US stocks have plunged into a bear market as Wall Street investors grew increasingly nervous about the prospect of even harsher medicine from the Fed to take the sting out of inflation.
The Dow (INDU) sank 876 points or 2.8%. The Nasdaq was down by 4.7% and has tumbled more than 10% in the past two trading sessions.
The broader S&P 500 fell 3.9%. That index is now more than 20% below its all-time high set in January, putting stocks in a bear-market.
Recession fears mounted after Friday’s miserable Consumer Price Index report showed US inflation was significantly higher than economists had expected last month. That could make the Federal Reserve’s inflation-control efforts more difficult.
After raising rates by a half point in May — an action the Fed hadn’t taken since 2000 — Chair Jerome Powell pledged more of the same until the central bank was satisfied that inflation was under control. At that point, the Fed would resume standard quarter-point hikes, he said.
But after May’s hotter-than-expected inflation report, Wall Street is increasingly calling for tougher action from the Fed to keep prices under control. Jefferies joined Barclays on Monday in predicting that the Federal Reserve would hike rates by three-quarters of a percentage point, an action the Fed hasn’t taken since 1994.
“After holding their breath for nearly a week awaiting the US CPI report for May, investors exhaled in exasperation as inflation came in hotter than expected,” Sam Stovall, chief investment strategist at CFRA, said in a note to clients Monday morning.
Stovall said the risk of larger hikes dragged the markets lower Monday.
Investors fear two outcomes, neither of them good: Higher rates mean bigger borrowing costs for businesses, which can eat into their bottom lines. And overly zealous action from the Fed could unintentionally plunge the US economy into a recession, especially if businesses start laying off workers and the red-hot housing market crumbles.

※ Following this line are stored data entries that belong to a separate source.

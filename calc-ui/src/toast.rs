//! Transient, non-blocking notifications shown after a key press.

use std::fmt;

use calc_core::EngineError;

/// A one-shot message rendered below the screen that caused it.
#[derive(Debug, Clone, PartialEq, Eq)]
pub struct Toast {
    message: String,
}

impl Toast {
    pub fn new(message: impl Into<String>) -> Self {
        Self {
            message: message.into(),
        }
    }

    /// Builds the toast for a rejected key press.
    pub fn from_error(error: &EngineError) -> Self {
        Self::new(format!("Error: {error}"))
    }

    pub fn unknown_input(token: &str) -> Self {
        Self::new(format!("Unknown input '{token}'"))
    }

    pub fn message(&self) -> &str {
        &self.message
    }
}

impl fmt::Display for Toast {
    fn fmt(
        &self,
        f: &mut fmt::Formatter<'_>,
    ) -> fmt::Result {
        write!(f, "! {}", self.message)
    }
}
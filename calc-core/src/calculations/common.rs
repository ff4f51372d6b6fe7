//! Conversions between display text and numbers.

use crate::EngineError;

/// Parses display text into a finite number.
///
/// Non-finite values (`NaN`, `Infinity`) are refused so that a result which
/// overflowed or left the real numbers cannot be fed back into another
/// calculation.
///
/// # Examples
///
/// ```
/// use calc_core::calculations::common::parse_display;
///
/// assert_eq!(parse_display("1.5"), Ok(1.5));
/// assert_eq!(parse_display("-0."), Ok(-0.0));
/// assert!(parse_display("NaN").is_err());
/// ```
pub fn parse_display(display: &str) -> Result<f64, EngineError> {
    display
        .parse::<f64>()
        .ok()
        .filter(|value| value.is_finite())
        .ok_or_else(|| EngineError::Parse(display.to_string()))
}

/// Formats a result for the display.
///
/// Finite values use the shortest text that reads back to the same number,
/// without exponent notation, and lose a trailing `.0`. Negative zero
/// reads as `0`, so it stays a no-op for the sign toggle.
///
/// # Examples
///
/// ```
/// use calc_core::calculations::common::format_result;
///
/// assert_eq!(format_result(7.0), "7");
/// assert_eq!(format_result(1.5), "1.5");
/// assert_eq!(format_result(f64::NAN), "NaN");
/// ```
pub fn format_result(value: f64) -> String {
    if value.is_nan() {
        return "NaN".to_string();
    }
    if value.is_infinite() {
        return if value > 0.0 { "Infinity" } else { "-Infinity" }.to_string();
    }
    if value == 0.0 {
        return "0".to_string();
    }
    let text = value.to_string();
    match text.strip_suffix(".0") {
        Some(integral) => integral.to_string(),
        None => text,
    }
}
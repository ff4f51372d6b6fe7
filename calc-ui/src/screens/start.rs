use std::io::{self, Write};

use super::{Screen, hints, render_status_bar};

/// The menu shown on launch and after `back`.
pub struct StartScreen;

impl StartScreen {
    pub fn render(out: &mut impl Write) -> io::Result<()> {
        writeln!(out, "=== {} ===", Screen::Start.title())?;
        writeln!(out, "  [Simple]  [Advanced]  [About]  [Exit]")?;
        writeln!(
            out,
            "{}",
            render_status_bar(&[hints::SIMPLE, hints::ADVANCED, hints::ABOUT, hints::EXIT])
        )
    }
}
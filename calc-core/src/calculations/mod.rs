//! Arithmetic behind the calculator keys.
//!
//! These are pure functions over `f64`. The engine calls them and decides
//! what to do with the results; nothing here touches calculator state.

pub mod binary;
pub mod common;
pub mod unary;

pub use binary::evaluate_binary;
pub use common::{format_result, parse_display};
pub use unary::apply_unary;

There’s no sign that the job and housing markets are in danger of collapse, although both are cooling off somewhat.
In an interview with CNN’s Fareed Zakaria Sunday, former Fed Chair Ben Bernanke said a US recession remains possible. But Bernanke said he had faith that Powell and the Fed could achieve a so-called soft landing, the elusive outcome in which the central bank can cool the economy down to get inflation under control without slowing it down so much that it enters a recession.
“Economists are very bad at predicting recessions, but I think the Fed has a decent chance — a reasonable chance — of achieving what Powell calls a soft-ish landing, either no recession or a very mild recession to bring inflation down,” Bernanke said.
Analysts appeared to move beyond a “buy the dip” mentality on Monday, signaling that they don’t see markets recovering quickly.
“Valuations aren’t much cheaper given rising interest rates and a weaker earnings outlook, in our view,” wrote strategists at BlackRock in a Monday notes. “A higher path of policy rates justifies lower equity prices. Plus, margin pressures are a risk to earnings.”
BlackRock will remain neutral on stocks for the next six- to 12-months, the strategists said.
Bears and bulls
The S&P 500 closed in a bear market, so the bull run that started on March 23, 2020 has come to an end. But, because of the tricky way these things are measured, the bear market technically began on January 3, when the S&P 500 hit its all-time high.
That means the latest bull market lasted just over 21 months — the shortest on record, according to Howard Silverblatt, S&P Dow Jones Indices senior index analyst. Over the past century, bull markets have lasted an average of about 60 months.
The shortest bull market followed the shortest bear market, one that lasted just over a month — from February 19 to March 23, 2020. Bear markets historically last an average of 19 months, according to Silverblatt.
Stocks briefly fell into a bear market on May 20, although a late-day rally rescued the market from closing below that threshold for the first time since the early days of the pandemic.
The tech-heavy Nasdaq has been in a bear market for some time and is now more than 32% below its all-time high set in November 2021. The Dow is still some way from a bear market. It has fallen about 16% from the all-time high it reached on the last day of 2021.